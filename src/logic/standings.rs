//! Standings: per-player totals, wins and averages across every match.

use crate::models::{GameMatch, Player, PlayerId, Tournament, TournamentId, TournamentStatus};
use serde::Serialize;
use std::cmp::Ordering;

/// One row of the standings table.
#[derive(Clone, Debug, PartialEq, Serialize)]
pub struct PlayerStanding {
    pub player: Player,
    /// Matches the player sits in, scored or not.
    pub matches_played: u32,
    pub wins: u32,
    /// Sum of recorded scores only.
    pub total_score: u32,
    pub avg_score: f64,
    pub win_rate: f64,
}

impl PlayerStanding {
    fn for_player(player: &Player, matches: &[GameMatch]) -> Self {
        let mut matches_played = 0;
        let mut wins = 0;
        let mut total_score = 0;
        for m in matches.iter().filter(|m| m.involves(player.id)) {
            matches_played += 1;
            if let Some(score) = slot_score(m, player.id) {
                total_score += score;
            }
            if m.winner == Some(player.id) {
                wins += 1;
            }
        }
        let ratio = |n: u32| {
            if matches_played > 0 {
                f64::from(n) / f64::from(matches_played)
            } else {
                0.0
            }
        };
        Self {
            player: player.clone(),
            matches_played,
            wins,
            total_score,
            avg_score: ratio(total_score),
            win_rate: ratio(wins),
        }
    }
}

/// Recorded score of `player` in `game`, if they sit in it and it has been scored.
fn slot_score(game: &GameMatch, player: PlayerId) -> Option<u32> {
    game.slot_scores()
        .find(|(id, _)| *id == player)
        .and_then(|(_, score)| score)
}

/// Highest total first, then most wins, then best average.
fn by_rank(a: &PlayerStanding, b: &PlayerStanding) -> Ordering {
    b.total_score
        .cmp(&a.total_score)
        .then(b.wins.cmp(&a.wins))
        .then(b.avg_score.total_cmp(&a.avg_score))
}

/// Standings for `players` over `matches`, best first. Pass humans only;
/// bots are not ranked.
pub fn compute_player_statistics(players: &[Player], matches: &[GameMatch]) -> Vec<PlayerStanding> {
    let mut stats: Vec<PlayerStanding> = players
        .iter()
        .map(|p| PlayerStanding::for_player(p, matches))
        .collect();
    stats.sort_by(by_rank);
    stats
}

/// Everything the results view shows.
#[derive(Clone, Debug, Serialize)]
pub struct TournamentResults {
    pub tournament: ResultsHeader,
    pub standings: Vec<PlayerStanding>,
    pub matches: Vec<GameMatch>,
}

#[derive(Clone, Debug, Serialize)]
pub struct ResultsHeader {
    pub id: TournamentId,
    pub name: String,
    pub status: TournamentStatus,
}

/// Human standings plus all matches ordered by round.
pub fn results(tournament: &Tournament) -> TournamentResults {
    TournamentResults {
        tournament: ResultsHeader {
            id: tournament.id,
            name: tournament.name.clone(),
            status: tournament.status,
        },
        standings: compute_player_statistics(&tournament.humans(), &tournament.matches),
        matches: tournament.matches_by_round(),
    }
}

#[derive(Serialize)]
struct CsvRow<'a> {
    rank: usize,
    player: &'a str,
    matches_played: u32,
    wins: u32,
    total_score: u32,
    avg_score: String,
    win_rate: String,
}

const CSV_HEADER: [&str; 7] = [
    "rank",
    "player",
    "matches_played",
    "wins",
    "total_score",
    "avg_score",
    "win_rate",
];

/// Standings as CSV, one row per player in rank order. The header is written
/// even when there are no players.
pub fn standings_csv(standings: &[PlayerStanding]) -> Result<String, csv::Error> {
    let mut wtr = csv::WriterBuilder::new()
        .has_headers(false)
        .from_writer(Vec::new());
    wtr.write_record(CSV_HEADER)?;
    for (i, s) in standings.iter().enumerate() {
        wtr.serialize(CsvRow {
            rank: i + 1,
            player: &s.player.name,
            matches_played: s.matches_played,
            wins: s.wins,
            total_score: s.total_score,
            avg_score: format!("{:.2}", s.avg_score),
            win_rate: format!("{:.2}", s.win_rate),
        })?;
    }
    let bytes = wtr.into_inner().map_err(|e| e.into_error())?;
    Ok(String::from_utf8_lossy(&bytes).into_owned())
}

+---+

* Task objective
Copy out every line above where "TournamentStatus" is present.

* Exercise output
use crate::models::{GameMatch, Player, PlayerId, Tournament, TournamentId, TournamentStatus};
    pub status: TournamentStatus,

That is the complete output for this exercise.